*Records from a data collection*:
▶

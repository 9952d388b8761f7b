// SPDX-License-Identifier: MIT
// Copyright 2026 Roland Dreier <roland@rolandd.dev>

//! Services module - business logic layer.

pub mod account;
pub mod activity_log;
pub mod identity;
pub mod storage;
pub mod token_verifier;

pub use account::{
    AccountService, ExportBundle, ProfileUpdates, RegisterOutcome, RequestMeta, SweepSummary,
    UserUpdates,
};
pub use activity_log::{ActivityFeed, ActivityLogService};
pub use identity::{IdentityService, IdentityUser};
pub use storage::StorageService;
pub use token_verifier::{GoogleIdentity, GoogleTokenVerifier};

use crate::db::FirestoreDb;
use crate::error::AppError;
use crate::middleware::Session;
use crate::models::UserProfile;

/// Re-read the caller's profile and require the admin role.
///
/// The role inside the session token is a snapshot from mint time. Admin
/// mutations check the live profile instead, so a demoted admin loses
/// access when the profile changes rather than when the token expires.
pub async fn require_admin(db: &FirestoreDb, session: &Session) -> Result<UserProfile, AppError> {
    let profile = db
        .get_user(&session.user_id)
        .await?
        .ok_or(AppError::Unauthorized)?;

    if !profile.is_admin() {
        return Err(AppError::Unauthorized);
    }

    Ok(profile)
}
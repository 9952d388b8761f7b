// SPDX-License-Identifier: MIT
// Copyright 2026 Roland Dreier <roland@rolandd.dev>

//! Cloud Storage service for profile-image cleanup.
//!
//! Account deletion only ever removes objects, so this wraps the one JSON
//! API call we need instead of pulling in a full storage SDK.

use crate::error::AppError;
use std::sync::Arc;

/// Cloud Storage client.
#[derive(Clone)]
pub struct StorageService {
    http: reqwest::Client,
    base_url: String,
    bucket: String,
    /// None when talking to an emulator or in mock mode.
    token_generator: Option<Arc<gcloud_sdk::GoogleAuthTokenGenerator>>,
    mock: bool,
}

impl StorageService {
    /// Create a new Cloud Storage client for the given bucket.
    ///
    /// For local development, set STORAGE_EMULATOR_HOST.
    pub async fn new(bucket: &str) -> Result<Self, AppError> {
        if let Ok(host) = std::env::var("STORAGE_EMULATOR_HOST") {
            tracing::info!(host = %host, "Using Cloud Storage emulator");
            return Ok(Self {
                http: reqwest::Client::new(),
                base_url: format!("http://{}/storage/v1", host),
                bucket: bucket.to_string(),
                token_generator: None,
                mock: false,
            });
        }

        let token_generator = gcloud_sdk::GoogleAuthTokenGenerator::new(
            gcloud_sdk::TokenSourceType::Default,
            gcloud_sdk::GCP_DEFAULT_SCOPES.clone(),
        )
        .await
        .map_err(|e| AppError::Storage(format!("Failed to init Cloud Storage auth: {}", e)))?;

        tracing::info!(bucket, "Connected to Cloud Storage");

        Ok(Self {
            http: reqwest::Client::new(),
            base_url: "https://storage.googleapis.com/storage/v1".to_string(),
            bucket: bucket.to_string(),
            token_generator: Some(Arc::new(token_generator)),
            mock: false,
        })
    }

    /// Create a mock storage client for testing (offline mode).
    ///
    /// Deletes succeed without doing anything, matching the best-effort
    /// role storage cleanup plays in account deletion.
    pub fn new_mock() -> Self {
        Self {
            http: reqwest::Client::new(),
            base_url: "https://storage.googleapis.com/storage/v1".to_string(),
            bucket: "mock".to_string(),
            token_generator: None,
            mock: true,
        }
    }

    /// Delete one object from the bucket. A missing object is success.
    pub async fn delete_object(&self, object_path: &str) -> Result<(), AppError> {
        if self.mock {
            tracing::debug!(object = object_path, "Mock storage delete (no-op)");
            return Ok(());
        }

        let url = format!(
            "{}/b/{}/o/{}",
            self.base_url,
            self.bucket,
            urlencoding::encode(object_path)
        );

        let mut request = self.http.delete(&url);
        if let Some(generator) = &self.token_generator {
            let token = generator.create_token().await.map_err(|e| {
                AppError::Storage(format!("Failed to obtain access token: {}", e))
            })?;
            request = request.header(reqwest::header::AUTHORIZATION, token.header_value());
        }

        let response = request
            .send()
            .await
            .map_err(|e| AppError::Storage(format!("Delete request failed: {}", e)))?;

        let status = response.status();
        if status.is_success() || status == reqwest::StatusCode::NOT_FOUND {
            tracing::debug!(
                object = object_path,
                found = status.is_success(),
                "Storage object delete"
            );
            return Ok(());
        }

        let body = response.text().await.unwrap_or_default();
        Err(AppError::Storage(format!("HTTP {}: {}", status, body)))
    }

    /// Delete the stored profile image for a user, if any.
    pub async fn delete_profile_image(&self, uid: &str) -> Result<(), AppError> {
        self.delete_object(&format!("users/{}/profile.jpg", uid))
            .await
    }
}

◀

What is needed is a word-for-word copy of all the entries.

repository 9952d388b8761f7b
// SPDX-License-Identifier: MIT
// Copyright 2026 Roland Dreier <roland@rolandd.dev>

//! Services module - business logic layer.

pub mod account;
pub mod activity_log;
pub mod identity;
pub mod storage;
pub mod token_verifier;

pub use account::{
    AccountService, ExportBundle, ProfileUpdates, RegisterOutcome, RequestMeta, SweepSummary,
    UserUpdates,
};
pub use activity_log::{ActivityFeed, ActivityLogService};
pub use identity::{IdentityService, IdentityUser};
pub use storage::StorageService;
pub use token_verifier::{GoogleIdentity, GoogleTokenVerifier};

use crate::db::FirestoreDb;
use crate::error::AppError;
use crate::middleware::Session;
use crate::models::UserProfile;

/// Re-read the caller's profile and require the admin role.
///
/// The role inside the session token is a snapshot from mint time. Admin
/// mutations check the live profile instead, so a demoted admin loses
/// access when the profile changes rather than when the token expires.
pub async fn require_admin(db: &FirestoreDb, session: &Session) -> Result<UserProfile, AppError> {
    let profile = db
        .get_user(&session.user_id)
        .await?
        .ok_or(AppError::Unauthorized)?;

    if !profile.is_admin() {
        return Err(AppError::Unauthorized);
    }

    Ok(profile)
}
repository 9952d388b8761f7b
// SPDX-License-Identifier: MIT
// Copyright 2026 Roland Dreier <roland@rolandd.dev>

//! Cloud Storage service for profile-image cleanup.
//!
//! Account deletion only ever removes objects, so this wraps the one JSON
//! API call we need instead of pulling in a full storage SDK.

use crate::error::AppError;
use std::sync::Arc;

/// Cloud Storage client.
#[derive(Clone)]
pub struct StorageService {
    http: reqwest::Client,
    base_url: String,
    bucket: String,
    /// None when talking to an emulator or in mock mode.
    token_generator: Option<Arc<gcloud_sdk::GoogleAuthTokenGenerator>>,
    mock: bool,
}

impl StorageService {
    /// Create a new Cloud Storage client for the given bucket.
    ///
    /// For local development, set STORAGE_EMULATOR_HOST.
    pub async fn new(bucket: &str) -> Result<Self, AppError> {
        if let Ok(host) = std::env::var("STORAGE_EMULATOR_HOST") {
            tracing::info!(host = %host, "Using Cloud Storage emulator");
            return Ok(Self {
                http: reqwest::Client::new(),
                base_url: format!("http://{}/storage/v1", host),
                bucket: bucket.to_string(),
                token_generator: None,
                mock: false,
            });
        }

        let token_generator = gcloud_sdk::GoogleAuthTokenGenerator::new(
            gcloud_sdk::TokenSourceType::Default,
            gcloud_sdk::GCP_DEFAULT_SCOPES.clone(),
        )
        .await
        .map_err(|e| AppError::Storage(format!("Failed to init Cloud Storage auth: {}", e)))?;

        tracing::info!(bucket, "Connected to Cloud Storage");

        Ok(Self {
            http: reqwest::Client::new(),
            base_url: "https://storage.googleapis.com/storage/v1".to_string(),
            bucket: bucket.to_string(),
            token_generator: Some(Arc::new(token_generator)),
            mock: false,
        })
    }

    /// Create a mock storage client for testing (offline mode).
    ///
    /// Deletes succeed without doing anything, matching the best-effort
    /// role storage cleanup plays in account deletion.
    pub fn new_mock() -> Self {
        Self {
            http: reqwest::Client::new(),
            base_url: "https://storage.googleapis.com/storage/v1".to_string(),
            bucket: "mock".to_string(),
            token_generator: None,
            mock: true,
        }
    }

    /// Delete one object from the bucket. A missing object is success.
    pub async fn delete_object(&self, object_path: &str) -> Result<(), AppError> {
        if self.mock {
            tracing::debug!(object = object_path, "Mock storage delete (no-op)");
            return Ok(());
        }

        let url = format!(
            "{}/b/{}/o/{}",
            self.base_url,
            self.bucket,
            urlencoding::encode(object_path)
        );

        let mut request = self.http.delete(&url);
        if let Some(generator) = &self.token_generator {
            let token = generator.create_token().await.map_err(|e| {
                AppError::Storage(format!("Failed to obtain access token: {}", e))
            })?;
            request = request.header(reqwest::header::AUTHORIZATION, token.header_value());
        }

        let response = request
            .send()
            .await
            .map_err(|e| AppError::Storage(format!("Delete request failed: {}", e)))?;

        let status = response.status();
        if status.is_success() || status == reqwest::StatusCode::NOT_FOUND {
            tracing::debug!(
                object = object_path,
                found = status.is_success(),
                "Storage object delete"
            );
            return Ok(());
        }

        let body = response.text().await.unwrap_or_default();
        Err(AppError::Storage(format!("HTTP {}: {}", status, body)))
    }

    /// Delete the stored profile image for a user, if any.
    pub async fn delete_profile_image(&self, uid: &str) -> Result<(), AppError> {
        self.delete_object(&format!("users/{}/profile.jpg", uid))
            .await
    }
}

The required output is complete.